You are correct: the JLS2 taken literally does prohibit Javadoc-style
comments, even though they are ubiquitous in Java code and supported
by actual Java implementations. I would classify this as a bug in the
specification.

Yes, you should allow anything between /* and */ to be a comment,
including the comment "/**/".

> 2. Operators: The operator list in JLS 3.12 seems to be incorrect
> (it is missing some, and = appears three times). Is it reasonable to
> correct this for our own scanners, based on the operators mentioned
> elsewhere in the JLS?

Interesting. This appears to be a typographical error in the Safari
online version of the book. The paper copy version of the book does
not have this error, and the HTML version that Sun/Oracle used to make
available on the web did not have the error either. Yes, you should
correct the error. Apparently, the Safari version has other errors in
this list as well. The correct list from the paper version of the book
is:
= > < ! ~ ? :
== <= >= != && || ++ --
+ - * / & | ^ % << >> >>>
+= -= *= /= &= |= ^= %= <<= >>= >>>=

> 3. String/character escapes: it is possible for an octal escape
> sequence to produce a character which is outside ASCII. Is it
> permissible to allow these to occur in character and string
> literals, or should such programs be rejected as invalid Joos 1W?

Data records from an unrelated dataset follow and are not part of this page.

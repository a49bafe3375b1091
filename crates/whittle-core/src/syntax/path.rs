//! Node addresses built from field names and list indexes

use serde::Serialize;
use std::fmt;

#[derive(Debug, Clone, Copy, PartialEq, Eq, Hash, Serialize)]
#[serde(untagged)]
pub enum Step {
    Field(&'static str),
    Index(usize),
}

/// Steps from the root of a tree to one node
///
/// A field step naming a list field is always followed by an index step.
#[derive(Debug, Clone, Default, PartialEq, Eq, Hash, Serialize)]
#[serde(transparent)]
pub struct Path(Vec<Step>);

impl Path {
    pub fn new() -> Self {
        Self(Vec::new())
    }

    pub fn steps(&self) -> &[Step] {
        &self.0
    }

    pub fn len(&self) -> usize {
        self.0.len()
    }

    pub fn is_empty(&self) -> bool {
        self.0.is_empty()
    }

    pub fn last(&self) -> Option<Step> {
        self.0.last().copied()
    }

    pub fn get(&self, depth: usize) -> Option<Step> {
        self.0.get(depth).copied()
    }

    pub(crate) fn push(&mut self, step: Step) {
        self.0.push(step);
    }

    pub(crate) fn pop(&mut self) -> Option<Step> {
        self.0.pop()
    }

    pub(crate) fn set_last(&mut self, step: Step) {
        if let Some(last) = self.0.last_mut() {
            *last = step;
        }
    }

    pub(crate) fn set(&mut self, depth: usize, step: Step) {
        self.0[depth] = step;
    }

    pub(crate) fn truncate(&mut self, len: usize) {
        self.0.truncate(len);
    }

    /// Whether both paths agree over their shared length
    ///
    /// True when one addresses the other's node, an ancestor of it or a
    /// descendant of it.
    pub fn shares_prefix(&self, other: &Path) -> bool {
        self.0.iter().zip(&other.0).all(|(a, b)| a == b)
    }

    /// Index stored at `depth`, if that step is an index
    pub fn index_at(&self, depth: usize) -> Option<usize> {
        match self.0.get(depth) {
            Some(Step::Index(i)) => Some(*i),
            _ => None,
        }
    }
}

impl From<Vec<Step>> for Path {
    fn from(steps: Vec<Step>) -> Self {
        Self(steps)
    }
}

impl fmt::Display for Path {
    fn fmt(&self, f: &mut fmt::Formatter<'_>) -> fmt::Result {
        if self.0.is_empty() {
            return f.write_str("<root>");
        }
        for (i, step) in self.0.iter().enumerate() {
            match step {
                Step::Field(name) if i == 0 => f.write_str(name)?,
                Step::Field(name) => write!(f, ".{name}")?,
                Step::Index(index) => write!(f, "[{index}]")?,
            }
        }
        Ok(())
    }
}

Octal escapes outside the range of 7-bit ASCII characters (i.e. 0-127
or 0-0177) are allowed in Joos 1W. However, octal escapes must be in
the range allowed by Java (i.e. 0-255 or 0-0377), and your Joos compiler
must enforce this.

Jeremy Roman

unread,
Feb 5, 2014, 10:19:37 AM2/5/14
to
But the Joos "char" type must still be a 16-bit unsigned quantity (per the
JLS), correct (even though we have no literals for them)?
This seems to be valid Joos 1W that stores the 16-bit value 32000, since I
can't find anything that rules it out:

char c = (char) 32000;

Or should we instead deal with 8-bit chars and strings exclusively?

Ondřej Lhoták

unread,
Feb 5, 2014, 12:10:01 PM2/5/14
to
On Wed, Feb 05, 2014 at 03:19:37PM +0000, Jeremy Roman wrote:
> But the Joos "char" type must still be a 16-bit unsigned quantity
> (per the JLS), correct (even though we have no literals for them)?

Yes, char is a 16-bit unsigned type.

> This seems to be valid Joos 1W that stores the 16-bit value 32000,
> since I can't find anything that rules it out:
>
> char c = (char) 32000;

Yes, this is valid Joos 1W.

> Or should we instead deal with 8-bit chars and strings exclusively?

Only character and string constants have this limitation. Variables of
type char stor 16 bits, and strings are sequences of (16-bit) chars.

0 new messages